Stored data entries
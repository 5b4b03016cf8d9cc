use sea_orm::entity::prelude::*;

/// Broad kind of a tracked item.
#[derive(Debug, Clone, Copy, PartialEq, Eq, EnumIter, DeriveActiveEnum)]
#[sea_orm(rs_type = "String", db_type = "String(StringLen::N(20))")]
pub enum AssetCategory {
    #[sea_orm(string_value = "appliance")]
    Appliance,
    #[sea_orm(string_value = "furniture")]
    Furniture,
    #[sea_orm(string_value = "general")]
    General,
}

impl AssetCategory {
    /// Parses a form value. Anything unrecognized falls back to `General`.
    pub fn from_tag(tag: &str) -> Self {
        match tag.trim().to_ascii_lowercase().as_str() {
            "appliance" => Self::Appliance,
            "furniture" => Self::Furniture,
            _ => Self::General,
        }
    }

    pub fn as_tag(&self) -> &'static str {
        match self {
            Self::Appliance => "appliance",
            Self::Furniture => "furniture",
            Self::General => "general",
        }
    }

    pub fn label(&self) -> &'static str {
        match self {
            Self::Appliance => "Appliance",
            Self::Furniture => "Furniture",
            Self::General => "General",
        }
    }
}

/// A physical item placed in a room, optionally backed by a details record.
#[derive(Clone, Debug, PartialEq, Eq, DeriveEntityModel)]
#[sea_orm(table_name = "assets")]
pub struct Model {
    #[sea_orm(primary_key)]
    pub id: i32,
    pub room_id: i32,
    pub details_id: Option<i32>,
    pub name: String,
    pub category: AssetCategory,
}

#[derive(Copy, Clone, Debug, EnumIter, DeriveRelation)]
pub enum Relation {
    #[sea_orm(
        belongs_to = "super::room::Entity",
        from = "Column::RoomId",
        to = "super::room::Column::Id",
        on_delete = "Cascade"
    )]
    Room,
    #[sea_orm(
        belongs_to = "super::asset_details::Entity",
        from = "Column::DetailsId",
        to = "super::asset_details::Column::Id",
        on_delete = "SetNull"
    )]
    Details,
    #[sea_orm(has_many = "super::consumable::Entity")]
    Consumable,
    #[sea_orm(has_many = "super::task::Entity")]
    Task,
}

impl Related<super::room::Entity> for Entity {
    fn to() -> RelationDef {
        Relation::Room.def()
    }
}

impl Related<super::asset_details::Entity> for Entity {
    fn to() -> RelationDef {
        Relation::Details.def()
    }
}

impl Related<super::consumable::Entity> for Entity {
    fn to() -> RelationDef {
        Relation::Consumable.def()
    }
}

impl Related<super::task::Entity> for Entity {
    fn to() -> RelationDef {
        Relation::Task.def()
    }
}

impl ActiveModelBehavior for ActiveModel {}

» **The task**: Each entry above is to be copied out exactly as written.

» **Answer box**:
repository 5b4b03016cf8d9cc
use sea_orm::entity::prelude::*;

/// Broad kind of a tracked item.
#[derive(Debug, Clone, Copy, PartialEq, Eq, EnumIter, DeriveActiveEnum)]
#[sea_orm(rs_type = "String", db_type = "String(StringLen::N(20))")]
pub enum AssetCategory {
    #[sea_orm(string_value = "appliance")]
    Appliance,
    #[sea_orm(string_value = "furniture")]
    Furniture,
    #[sea_orm(string_value = "general")]
    General,
}

impl AssetCategory {
    /// Parses a form value. Anything unrecognized falls back to `General`.
    pub fn from_tag(tag: &str) -> Self {
        match tag.trim().to_ascii_lowercase().as_str() {
            "appliance" => Self::Appliance,
            "furniture" => Self::Furniture,
            _ => Self::General,
        }
    }

    pub fn as_tag(&self) -> &'static str {
        match self {
            Self::Appliance => "appliance",
            Self::Furniture => "furniture",
            Self::General => "general",
        }
    }

    pub fn label(&self) -> &'static str {
        match self {
            Self::Appliance => "Appliance",
            Self::Furniture => "Furniture",
            Self::General => "General",
        }
    }
}

/// A physical item placed in a room, optionally backed by a details record.
#[derive(Clone, Debug, PartialEq, Eq, DeriveEntityModel)]
#[sea_orm(table_name = "assets")]
pub struct Model {
    #[sea_orm(primary_key)]
    pub id: i32,
    pub room_id: i32,
    pub details_id: Option<i32>,
    pub name: String,
    pub category: AssetCategory,
}

#[derive(Copy, Clone, Debug, EnumIter, DeriveRelation)]
pub enum Relation {
    #[sea_orm(
        belongs_to = "super::room::Entity",
        from = "Column::RoomId",
        to = "super::room::Column::Id",
        on_delete = "Cascade"
    )]
    Room,
    #[sea_orm(
        belongs_to = "super::asset_details::Entity",
        from = "Column::DetailsId",
        to = "super::asset_details::Column::Id",
        on_delete = "SetNull"
    )]
    Details,
    #[sea_orm(has_many = "super::consumable::Entity")]
    Consumable,
    #[sea_orm(has_many = "super::task::Entity")]
    Task,
}

impl Related<super::room::Entity> for Entity {
    fn to() -> RelationDef {
        Relation::Room.def()
    }
}

impl Related<super::asset_details::Entity> for Entity {
    fn to() -> RelationDef {
        Relation::Details.def()
    }
}

impl Related<super::consumable::Entity> for Entity {
    fn to() -> RelationDef {
        Relation::Consumable.def()
    }
}

impl Related<super::task::Entity> for Entity {
    fn to() -> RelationDef {
        Relation::Task.def()
    }
}

impl ActiveModelBehavior for ActiveModel {}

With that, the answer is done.